Parecen nuevas porque todo mundo habla de ellas justo en donde anidan: internet. Donald Trump dice detestarlas y todos los días hace un tuit al respecto, Meryl Streep habla de combatirlas y Putin es visto (y presiento que le divierte) como un tenebroso fabricador de bulos capaces de hacer perder la presidencia de EU a Hillary Clinton, descarrilar la Unión Europea con el brexit, soliviantar las tendencias separatistas de los catalanes o incluso dar aire a la campaña de Andrés Manuel López Obrador.

Nuevamente el oro de Moscú financia las peores cosas de este mundo. Y cada gobierno puede alegar que todo es culpa de las fake news que propaga día y noche el Kremlin. Lo que al inicio era presentado como el principal soporte de Trump para arribar a la presidencia, ahora es usado por el magnate para señalar que China y Rusia están penetrando en América Latina y vuelve a hablar de la región como si otra vez fuera su patio trasero.

Entre tanto, la verdad se extravía en todas partes. En un mundo con muchas más posibilidades (en teoría) de conocerla o cuando menos acercarnos con certidumbre a la realidad, ésta se nos esconde tras una espesa bruma que es generada, paradójicamente, desde los fantásticos medios que estaban llamados a facilitarnos su acceso.

El imperio de las redes sociales se sobrepone a la república de los medios convencionales. El profesionalismo de éstos (cuando lo hay, claro) es puesto de rodillas ante la avalancha de los likes y los lectores son confundidos con una masa que se entretiene mientras cree informarse (o viceversa).
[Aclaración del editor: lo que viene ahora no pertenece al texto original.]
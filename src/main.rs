use std::process::ExitCode;
use std::sync::Arc;

use clap::Parser;
use color_eyre::eyre::Result;
use tracing::{debug, info, warn};
use tracing_subscriber::{EnvFilter, fmt, layer::SubscriberExt, util::SubscriberInitExt};

use asyncimage::application::FetchImageUseCase;
use asyncimage::domain::{ImageCachePort, LoadingState};
use asyncimage::infrastructure::{
    AppConfig, CliArgs, ConfigStore, HttpImageFetcher, RasterImageDecoder, SessionImageCache,
};
use asyncimage::presentation::ImageViewModel;

fn init_logging(config: &AppConfig) -> Result<()> {
    let filter = EnvFilter::try_from_default_env()
        .unwrap_or_else(|_| EnvFilter::new(config.log_level.to_string()));

    if let Some(log_path) = &config.log_path {
        if let Some(parent) = log_path.parent() {
            std::fs::create_dir_all(parent)?;
        }

        let file = std::fs::OpenOptions::new()
            .create(true)
            .append(true)
            .open(log_path)?;

        let file_layer = fmt::layer()
            .with_writer(file)
            .with_ansi(false)
            .with_target(true)
            .with_thread_ids(false);

        tracing_subscriber::registry()
            .with(filter)
            .with(file_layer)
            .init();

        info!(path = %log_path.display(), "Logging initialized");
    } else {
        let stderr_layer = fmt::layer().with_writer(std::io::stderr).with_target(false);

        tracing_subscriber::registry()
            .with(filter)
            .with(stderr_layer)
            .init();
    }

    Ok(())
}

fn load_config(args: &CliArgs) -> Result<AppConfig> {
    let store = ConfigStore::new()?;
    let mut config = store.load_config(args.config.as_deref())?;
    config.merge_with_args(args);
    Ok(config)
}

#[tokio::main]
async fn main() -> Result<ExitCode> {
    color_eyre::install()?;

    let args = CliArgs::parse();
    let config = load_config(&args)?;
    init_logging(&config)?;

    info!(
        version = asyncimage::VERSION,
        policy = %config.caching_policy,
        "Starting asyncimage"
    );

    let cache = SessionImageCache::shared();

    let fetcher = HttpImageFetcher::with_config(&config.network.to_fetcher_config())?;
    let use_case = FetchImageUseCase::new(
        Arc::new(fetcher),
        cache.clone(),
        Arc::new(RasterImageDecoder::new()),
    );

    let mut failures = 0_usize;
    for round in 0..args.repeat {
        if round > 0 && args.clear_cache {
            debug!(round, "Clearing session cache");
            cache.remove_all_cached_images();
        }

        for url in &args.urls {
            let view_model = Arc::new(ImageViewModel::new(use_case.clone()));
            let mut task = view_model.spawn_fetch(config.caching_policy, Some(url.clone()));

            match task.finished().await {
                Some(LoadingState::Success(image)) => {
                    let (width, height) = image.dimensions();
                    println!("ok {url} {width}x{height} ({})", image.source);
                }
                Some(LoadingState::Failure(error)) => {
                    failures += 1;
                    println!("error {url}: {error}");
                }
                Some(LoadingState::Loading) | None => {
                    failures += 1;
                    warn!(url = %url, "Fetch did not complete");
                }
            }
        }
    }

    info!(stats = %cache.stats(), failures, "Finished");

    Ok(if failures == 0 {
        ExitCode::SUCCESS
    } else {
        ExitCode::FAILURE
    })
}
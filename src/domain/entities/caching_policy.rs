//! Caching policy for fetched images.

use serde::{Deserialize, Serialize};

/// How long fetched image bytes are retained.
#[derive(
    Debug, Clone, Copy, Default, PartialEq, Eq, Hash, Serialize, Deserialize, clap::ValueEnum,
)]
pub enum CachingPolicy {
    /// Keep the image only for the lifetime of the requesting view.
    ///
    /// The session cache is neither read nor written, so every request goes to
    /// the network even when another view already cached the same URL.
    #[value(name = "view-cycle")]
    #[serde(rename = "view-cycle")]
    WithViewCycle,
    /// Keep the image bytes in the shared session cache until the process exits
    /// or the entry is evicted.
    #[default]
    #[value(name = "app-session")]
    #[serde(rename = "app-session")]
    DuringAppSession,
}

impl CachingPolicy {
    /// Returns true if results are read from and written to the session cache.
    #[must_use]
    pub const fn persists_in_session(self) -> bool {
        match self {
            Self::WithViewCycle => false,
            Self::DuringAppSession => true,
        }
    }
}

impl std::fmt::Display for CachingPolicy {
    fn fmt(&self, f: &mut std::fmt::Formatter<'_>) -> std::fmt::Result {
        match self {
            Self::WithViewCycle => write!(f, "view-cycle"),
            Self::DuringAppSession => write!(f, "app-session"),
        }
    }
}
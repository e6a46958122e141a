//! Observable image loading state for a single view.

use std::sync::Arc;
use std::sync::atomic::{AtomicU64, Ordering};

use tokio::sync::watch;
use tokio::task::JoinHandle;
use tracing::{debug, warn};

use crate::application::FetchImageUseCase;
use crate::domain::entities::{CachingPolicy, LoadingState};

/// Owns the loading state of one image view and drives the fetch use case.
///
/// The view model is the only writer of its state; views observe it through
/// [`ImageViewModel::subscribe`]. Only the most recent fetch publishes its
/// outcome; an older fetch that finishes later leaves the state alone.
pub struct ImageViewModel {
    use_case: FetchImageUseCase,
    state: watch::Sender<LoadingState>,
    generation: AtomicU64,
}

impl ImageViewModel {
    /// Creates a view model in the `Loading` state.
    #[must_use]
    pub fn new(use_case: FetchImageUseCase) -> Self {
        let (state, _) = watch::channel(LoadingState::Loading);
        Self {
            use_case,
            state,
            generation: AtomicU64::new(0),
        }
    }

    /// Returns a snapshot of the current state.
    #[must_use]
    pub fn state(&self) -> LoadingState {
        self.state.borrow().clone()
    }

    /// Returns a receiver notified on every state change.
    #[must_use]
    pub fn subscribe(&self) -> watch::Receiver<LoadingState> {
        self.state.subscribe()
    }

    /// Runs one fetch, publishing `Loading` and then its outcome.
    ///
    /// The outcome is always returned, but it is only published if no newer
    /// fetch started in the meantime.
    pub async fn fetch_image(&self, policy: CachingPolicy, url: Option<&str>) -> LoadingState {
        // Generation bumps and publishes both happen under the watch lock.
        let mut generation = 0;
        self.state.send_modify(|state| {
            generation = self.generation.fetch_add(1, Ordering::SeqCst) + 1;
            *state = LoadingState::Loading;
        });

        let state = LoadingState::from(self.use_case.fetch_image(url, policy).await);
        match &state {
            LoadingState::Success(image) => {
                debug!(url = ?url, source = %image.source, "Image ready");
            }
            LoadingState::Failure(error) => {
                warn!(url = ?url, error = %error, "Image failed to load");
            }
            LoadingState::Loading => {}
        }

        let published = self.state.send_if_modified(|current| {
            if self.generation.load(Ordering::SeqCst) != generation {
                return false;
            }
            *current = state.clone();
            true
        });
        if !published {
            debug!(url = ?url, generation, "Superseded fetch finished, state left unchanged");
        }

        state
    }

    /// Starts a fetch on the runtime, bound to the returned task.
    ///
    /// Dropping the task cancels the fetch; the state then stays `Loading`
    /// and nothing is written to the cache.
    #[must_use]
    pub fn spawn_fetch(self: &Arc<Self>, policy: CachingPolicy, url: Option<String>) -> FetchTask {
        let view_model = Arc::clone(self);
        let handle =
            tokio::spawn(async move { view_model.fetch_image(policy, url.as_deref()).await });
        FetchTask { handle }
    }
}

impl std::fmt::Debug for ImageViewModel {
    fn fmt(&self, f: &mut std::fmt::Formatter<'_>) -> std::fmt::Result {
        f.debug_struct("ImageViewModel")
            .field("state", &*self.state.borrow())
            .finish_non_exhaustive()
    }
}

/// Handle to an in-flight fetch, cancelled when dropped.
#[derive(Debug)]
pub struct FetchTask {
    handle: JoinHandle<LoadingState>,
}

impl FetchTask {
    /// Cancels the fetch.
    pub fn cancel(&self) {
        self.handle.abort();
    }

    /// Returns true once the fetch has finished or been cancelled.
    #[must_use]
    pub fn is_finished(&self) -> bool {
        self.handle.is_finished()
    }

    /// Waits for the fetch and returns its final state, or `None` if it was
    /// cancelled.
    pub async fn finished(&mut self) -> Option<LoadingState> {
        match (&mut self.handle).await {
            Ok(state) => Some(state),
            Err(e) => {
                if !e.is_cancelled() {
                    warn!(error = %e, "Fetch task panicked");
                }
                None
            }
        }
    }
}

impl Drop for FetchTask {
    fn drop(&mut self) {
        self.handle.abort();
    }
}

#[cfg(test)]
mod tests {
    use std::sync::atomic::AtomicUsize;

    use async_trait::async_trait;
    use bytes::Bytes;
    use tokio::sync::Notify;

    use super::*;
    use crate::domain::entities::ImageUrl;
    use crate::domain::errors::FetchError;
    use crate::domain::ports::mocks::{
        MockImageCache, MockImageDecoder, MockImageFetcher, VALID_PREFIX,
    };
    use crate::domain::ports::{ImageCachePort, ImageFetcherPort};

    const URL: &str = "https://example.com/a.png";

    /// Fetcher that never completes.
    #[derive(Default)]
    struct PendingFetcher {
        calls: AtomicUsize,
    }

    #[async_trait]
    impl ImageFetcherPort for PendingFetcher {
        async fn fetch_image(&self, _url: &ImageUrl) -> Result<Bytes, FetchError> {
            self.calls.fetch_add(1, Ordering::SeqCst);
            std::future::pending().await
        }
    }

    /// Fetcher whose first call waits for `release`; later calls fail with 404.
    #[derive(Default)]
    struct GatedFetcher {
        calls: AtomicUsize,
        release: Notify,
    }

    #[async_trait]
    impl ImageFetcherPort for GatedFetcher {
        async fn fetch_image(&self, _url: &ImageUrl) -> Result<Bytes, FetchError> {
            if self.calls.fetch_add(1, Ordering::SeqCst) == 0 {
                self.release.notified().await;
                Ok(valid_bytes())
            } else {
                Err(FetchError::invalid_response(Some(404)))
            }
        }
    }

    fn valid_bytes() -> Bytes {
        Bytes::from([VALID_PREFIX, b"-payload"].concat())
    }

    fn view_model(
        fetcher: Arc<dyn ImageFetcherPort>,
        cache: Arc<MockImageCache>,
    ) -> Arc<ImageViewModel> {
        let use_case = FetchImageUseCase::new(fetcher, cache, Arc::new(MockImageDecoder::new()));
        Arc::new(ImageViewModel::new(use_case))
    }

    async fn wait_for_call(calls: &AtomicUsize) {
        while calls.load(Ordering::SeqCst) == 0 {
            tokio::task::yield_now().await;
        }
    }

    #[tokio::test]
    async fn test_starts_loading() {
        let vm = view_model(
            Arc::new(MockImageFetcher::with_bytes(valid_bytes())),
            Arc::new(MockImageCache::new()),
        );
        assert!(vm.state().is_loading());
    }

    #[tokio::test]
    async fn test_success_is_published() {
        let vm = view_model(
            Arc::new(MockImageFetcher::with_bytes(valid_bytes())),
            Arc::new(MockImageCache::new()),
        );
        let mut rx = vm.subscribe();

        let state = vm
            .fetch_image(CachingPolicy::DuringAppSession, Some(URL))
            .await;

        assert!(state.is_success());
        assert!(rx.has_changed().unwrap());
        assert!(rx.borrow_and_update().is_success());
        assert!(vm.state().is_success());
    }

    #[tokio::test]
    async fn test_failure_is_published() {
        let vm = view_model(
            Arc::new(MockImageFetcher::failing(FetchError::invalid_response(
                Some(404),
            ))),
            Arc::new(MockImageCache::new()),
        );

        let state = vm
            .fetch_image(CachingPolicy::DuringAppSession, Some(URL))
            .await;

        assert_eq!(state.error().and_then(FetchError::status), Some(404));
        assert!(vm.state().is_failure());
    }

    #[tokio::test]
    async fn test_missing_url_fails_immediately() {
        let fetcher = Arc::new(MockImageFetcher::with_bytes(valid_bytes()));
        let vm = view_model(fetcher.clone(), Arc::new(MockImageCache::new()));

        let state = vm.fetch_image(CachingPolicy::WithViewCycle, None).await;

        assert!(matches!(
            state,
            LoadingState::Failure(FetchError::InvalidUrl { url: None })
        ));
        assert_eq!(fetcher.calls(), 0);
    }

    #[tokio::test]
    async fn test_refetch_after_failure() {
        let fetcher = Arc::new(MockImageFetcher::failing(FetchError::invalid_response(
            Some(503),
        )));
        let vm = view_model(fetcher.clone(), Arc::new(MockImageCache::new()));

        assert!(
            vm.fetch_image(CachingPolicy::DuringAppSession, Some(URL))
                .await
                .is_failure()
        );

        fetcher.set_outcome(Ok(valid_bytes()));

        assert!(
            vm.fetch_image(CachingPolicy::DuringAppSession, Some(URL))
                .await
                .is_success()
        );
        assert_eq!(fetcher.calls(), 2);
    }

    #[tokio::test]
    async fn test_spawned_fetch_completes() {
        let vm = view_model(
            Arc::new(MockImageFetcher::with_bytes(valid_bytes())),
            Arc::new(MockImageCache::new()),
        );

        let mut task = vm.spawn_fetch(CachingPolicy::DuringAppSession, Some(URL.to_string()));
        let state = task.finished().await;

        assert!(state.is_some_and(|s| s.is_success()));
        assert!(task.is_finished());
        assert!(vm.state().is_success());
    }

    #[tokio::test]
    async fn test_new_fetch_resets_to_loading() {
        let pending = Arc::new(PendingFetcher::default());
        let cache = Arc::new(MockImageCache::new());
        let vm = view_model(pending.clone(), cache);

        vm.state
            .send_replace(LoadingState::Failure(FetchError::invalid_response(None)));

        let _task = vm.spawn_fetch(CachingPolicy::DuringAppSession, Some(URL.to_string()));
        wait_for_call(&pending.calls).await;

        assert!(vm.state().is_loading());
    }

    #[tokio::test]
    async fn test_dropping_task_cancels_fetch() {
        let pending = Arc::new(PendingFetcher::default());
        let cache = Arc::new(MockImageCache::new());
        let vm = view_model(pending.clone(), cache.clone());

        let task = vm.spawn_fetch(CachingPolicy::DuringAppSession, Some(URL.to_string()));
        wait_for_call(&pending.calls).await;
        drop(task);
        tokio::task::yield_now().await;

        assert!(vm.state().is_loading());
        assert!(cache.is_empty());
        // The aborted task released its clone of the view model.
        while Arc::strong_count(&vm) > 1 {
            tokio::task::yield_now().await;
        }
    }

    #[tokio::test]
    async fn test_cancelled_task_reports_none() {
        let pending = Arc::new(PendingFetcher::default());
        let vm = view_model(pending.clone(), Arc::new(MockImageCache::new()));

        let mut task = vm.spawn_fetch(CachingPolicy::WithViewCycle, Some(URL.to_string()));
        wait_for_call(&pending.calls).await;
        task.cancel();

        assert!(task.finished().await.is_none());
        assert!(vm.state().is_loading());
    }

    #[tokio::test]
    async fn test_superseded_fetch_does_not_overwrite_newer_state() {
        let gated = Arc::new(GatedFetcher::default());
        let vm = view_model(gated.clone(), Arc::new(MockImageCache::new()));

        let mut older = vm.spawn_fetch(
            CachingPolicy::DuringAppSession,
            Some("https://example.com/old.png".to_string()),
        );
        wait_for_call(&gated.calls).await;

        let newest = vm
            .fetch_image(
                CachingPolicy::DuringAppSession,
                Some("https://example.com/new.png"),
            )
            .await;
        assert!(newest.is_failure());

        gated.release.notify_one();
        let stale = older.finished().await;

        assert!(stale.is_some_and(|s| s.is_success()));
        assert_eq!(vm.state().error().and_then(FetchError::status), Some(404));
    }

    #[tokio::test]
    async fn test_newer_fetch_publishes_over_older_result() {
        let fetcher = Arc::new(MockImageFetcher::with_bytes(valid_bytes()));
        let vm = view_model(fetcher.clone(), Arc::new(MockImageCache::new()));

        vm.fetch_image(CachingPolicy::WithViewCycle, Some(URL)).await;
        fetcher.set_outcome(Err(FetchError::invalid_response(Some(500))));
        vm.fetch_image(CachingPolicy::WithViewCycle, Some(URL)).await;

        assert_eq!(vm.state().error().and_then(FetchError::status), Some(500));
    }
}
Sucede lo que apuntaba Manuel Arias Maldonado hace no mucho: “Se ha multiplicado el número de ciudadanos que se encuentran conectados al flujo de noticias, aunque lo esté de una manera inevitablemente superficial. El oscuro secreto de los estudios que aseguran que cada vez son más los ciudadanos que consumen noticias en las redes está en la forma en que se consumen esas noticias. No es un asunto sobre el que sea fácil obtener información: en este terreno impera cierto triunfalismo conforme al cual el acceso del usuario a la información es mucho más relevante que la relación que entabla con ella”.

El proceso de cómo un tema, una consigna o una “información” llegan a ser virales en internet, es algo que algunos gobiernos (el británico, por ejemplo) ya observan con preocupación porque puede tener implicaciones muy importantes para la vida democrática. Al principio ingenuamente se pensaba que el problema eran los anuncios tendenciosos, la publicidad pagada, pero hoy ya ha quedado en evidencia que Facebook, Twitter y Google —los amos de la publicidad en línea— han dispuesto de tal manera su negocio que necesitan incluso de las fake news, por lo menos de las más sabrosas, para mantenernos atentos a las pantallas de nuestros dispositivos. ¿Por pura maldad? No. Porque su negocio es ese. Y lo ha dicho muy bien un estudioso del tema, Luis Garicano, en un artículo en El País: “Para entender esta propagación, es crucial entender los incentivos de los ingenieros y ejecutivos de Facebook, Twitter o Google: se trata de vender publicidad, y para ello es necesario que pasemos mucho tiempo enganchados en sus redes. Nosotros no somos sus clientes, al contrario: nuestra atención es el producto que ellos cosechan, y luego tratan de vender a los anunciantes, sus clientes. Como dice el dicho, “si no pagas, no eres el cliente, eres el producto”. Los algoritmos que diseñan nos observan, aprenden nuestras preferencias, y se van adaptando a ellas. El ingeniero que progresa es el que formula algoritmos para que las noticias, los videos, las fotos que alguien cuelga se extiendan más y mejor por la red, para que se hagan virales...”

Al final, como quiere el pensamiento romántico, la verdad se abrirá paso. Sí, pero va a necesitar que la busquen y la defiendan como nunca antes los medios, los periodistas profesionales y, desde luego, todos aquellos intelectuales que todavía confíen en el pensamiento crítico.